A Randy Farmboy

My DNA test lead me to discover that I had small but as expected DNA matches with distant cousins who all had links back to Tudhoe (pronounced TUDDER), just 5 miles south of Durham City in County Durham.  Together we realised that, as the cousins were all descended from the Harrison Family, who farmed in the area in 1860, for me to have a DNA match with them, the mother of Jane Adamson, my great grandmother, born 11th January 1860, must have had a liaison with one of the Harrison family, four brothers, a sister and their parents.  Jane's birth certificate does not show the name of the father.  Possibly Ann didn't know or possibly she was encouraged to keep it a secret.  At the time Ann was living at the Black Horse pub in Tudhoe, run by her father, now the Black Horse Inn & Pitman’s Grill Restaurant.

One of the brothers, Francis, born 1841, was about the same age as Jane's mother, Ann Adamson, so we favour him as the suspected father.  It might possibly have been Francis's father, of course.  The four other brothers were all born between 1828 and 1843.  Further DNA research is planned.  The eldest brother was married and living in Durham city by 1851.

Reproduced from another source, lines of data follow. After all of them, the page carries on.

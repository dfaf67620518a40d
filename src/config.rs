use clap::Parser;
use serde::Deserialize;
use std::env;
use std::fs;
use std::path::{Path, PathBuf};

use crate::error::ConfigError;

/// Built-in configuration used when no config file is found.
const DEFAULT_CONFIG: &str = include_str!("../config.example.yaml");

#[derive(Parser, Debug)]
#[command(name = "web-collector")]
#[command(about = "Runs the web-collector bookmark service", long_about = None)]
pub struct Cli {
    #[arg(short = 'c', long = "config")]
    pub config_path: Option<String>,
}

pub fn default_config_dir() -> PathBuf {
    dirs::home_dir()
        .unwrap_or_else(|| PathBuf::from("."))
        .join(".web-collector")
}

pub fn default_config_path() -> PathBuf {
    default_config_dir().join("config.yaml")
}

#[derive(Debug, Deserialize, Clone)]
pub struct App {
    #[serde(default = "default_host")]
    host: String,
    #[serde(default = "default_port")]
    port: u16,
    #[serde(default = "default_seed_samples")]
    pub seed_samples: bool,
}

fn default_host() -> String {
    "0.0.0.0".to_string()
}

fn default_port() -> u16 {
    8080
}

fn default_seed_samples() -> bool {
    true
}

impl App {
    pub fn get_host(&self) -> &str {
        &self.host
    }

    pub fn get_port(&self) -> u16 {
        self.port
    }
}

#[derive(Debug, Deserialize, Clone)]
pub struct Cors {
    #[serde(default = "default_allowed_origins")]
    pub allowed_origins: String,
}

fn default_allowed_origins() -> String {
    "http://localhost:3000".to_string()
}

impl Default for Cors {
    fn default() -> Self {
        Cors {
            allowed_origins: default_allowed_origins(),
        }
    }
}

#[derive(Debug, Deserialize, Clone)]
pub struct Config {
    pub app: App,
    #[serde(default)]
    pub cors: Cors,
}

impl Config {
    pub fn new(path: &str) -> Result<Self, ConfigError> {
        let yaml_str = fs::read_to_string(path).map_err(|source| ConfigError::Read {
            path: path.to_string(),
            source,
        })?;
        Config::from_yaml(&yaml_str)
    }

    /// Configuration from the built-in template; environment variables still apply.
    pub fn builtin() -> Result<Self, ConfigError> {
        Config::from_yaml(DEFAULT_CONFIG)
    }

    /// Picks the explicit path if given, then the default path if it exists,
    /// then the built-in template.
    pub fn resolve(explicit: Option<&str>) -> Result<Self, ConfigError> {
        if let Some(path) = explicit {
            return Config::new(path);
        }

        let default_path = default_config_path();
        if Path::new(&default_path).is_file() {
            tracing::info!(path = ?default_path, "loading config file");
            return Config::new(&default_path.to_string_lossy());
        }

        tracing::info!("no config file found, using built-in defaults");
        Config::builtin()
    }

    pub fn from_yaml(yaml_str: &str) -> Result<Self, ConfigError> {
        Config::from_substituted(&Config::substitute_env_vars(yaml_str))
    }

    fn from_substituted(yaml: &str) -> Result<Self, ConfigError> {
        let config: Config = serde_yaml::from_str(yaml)?;
        config.validate()?;
        Ok(config)
    }

    pub fn address(&self) -> String {
        format!("{}:{}", self.app.get_host(), self.app.get_port())
    }

    fn validate(&self) -> Result<(), ConfigError> {
        if self.app.host.trim().is_empty() {
            return Err(ConfigError::Invalid("app.host must not be empty".to_string()));
        }
        if self.cors.allowed_origins.trim().is_empty() {
            return Err(ConfigError::Invalid(
                "cors.allowed_origins must not be empty".to_string(),
            ));
        }
        Ok(())
    }

    fn substitute_env_vars(yaml_str: &str) -> String {
        Config::substitute_vars(yaml_str, |name| env::var(name).ok())
    }

    /// Expands `${VAR}` and `${VAR:-default}`. An unset or empty variable
    /// takes the default.
    fn substitute_vars<F>(yaml_str: &str, lookup: F) -> String
    where
        F: Fn(&str) -> Option<String>,
    {
        let mut result = yaml_str.to_string();
        let mut offset = 0;

        while let Some(start) = result[offset..].find("${") {
            let actual_start = offset + start;
            let Some(end) = result[actual_start..].find('}') else {
                break;
            };
            let var_name = &result[actual_start + 2..actual_start + end];

            let env_value = match var_name.split_once(":-") {
                Some((actual_var, default_val)) => lookup(actual_var)
                    .filter(|v| !v.is_empty())
                    .unwrap_or_else(|| default_val.to_string()),
                None => lookup(var_name).unwrap_or_else(|| {
                    tracing::warn!(var = %var_name, "environment variable not found");
                    String::new()
                }),
            };

            result.replace_range(actual_start..actual_start + end + 1, &env_value);
            offset = actual_start + env_value.len();
        }

        result
    }
}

Ann spent the rest of her life with Edwin Potter, listed on the 1861 census as a blacksmith, born in Banbury, Oxfordshire, to George and Mary Potter, boarding with the Brough family at 7, Mount Pleasant, Tudhoe.  (31 people are listed at this address.)  Both George Potter and Joseph Brough were bricklayers.  (In 1851 Edwin was listed as being an Iron Moulder (age 12!), so it can be assumed that he was an industrial blacksmith, rather than a horse blacksmith.  It seems likely that he worked at Tudhoe Iron Works, built in 1853, owned by Weardale Iron and Coal Company.  Forges and rolling mills were built, and collieries were opened.

In 1861 the company began to make steel by the Bessemer process in Tudhoe, the first to do so in northern England.  The Iron works closed in 1901.

They married in March 1863, by which time Ann's daughter would have been 3.  On the 1871 census Jane is still using the surname Adamson, so it seems that Edwin knew he wasn't Jane's father.  We have no knowledge of when Edwin and Ann got together, whether before, during or after the pregnancy.  They had further daughters together.

A census entry for Jane in 1881 has not been found.  She seems to have lived as their daughter until leaving home.  One of her future sisters, Lydia, a nurse, born in 1869, later became the wife of Benjamin Seebohm Rowntree, heir to the family chocolate empire.  No evidence of contact between Jane and Lydia after 1880 has been found.  

In 2019 I visited the area around the Harrison farmhouse, Cocken Lane.

2023 update:

I've had two DNA tests, which I believe show that Edwin Potter was not the father of Jane Adamson, even though Jane lived with Edwin and his eventual wife, Jane's mother Ann.  My DNA matches 5 descendants of a member of the Harrison family, farmers in Tudhoe, Durham, in 1860.  We are all convinced that Francis Harrison (or very slightly possibly his elderly father!) is the father of Jane, my great grandmother.  Jane's birth certificate leaves the father's name blank.  (Also, my DNA does not match any of Edwin's siblings, although that is quite reasonable.)

Jane's half-sister, Lydia Potter eventually married Benjamin Seebohm Rowntree, heir to the Rowntree chocolate fortune!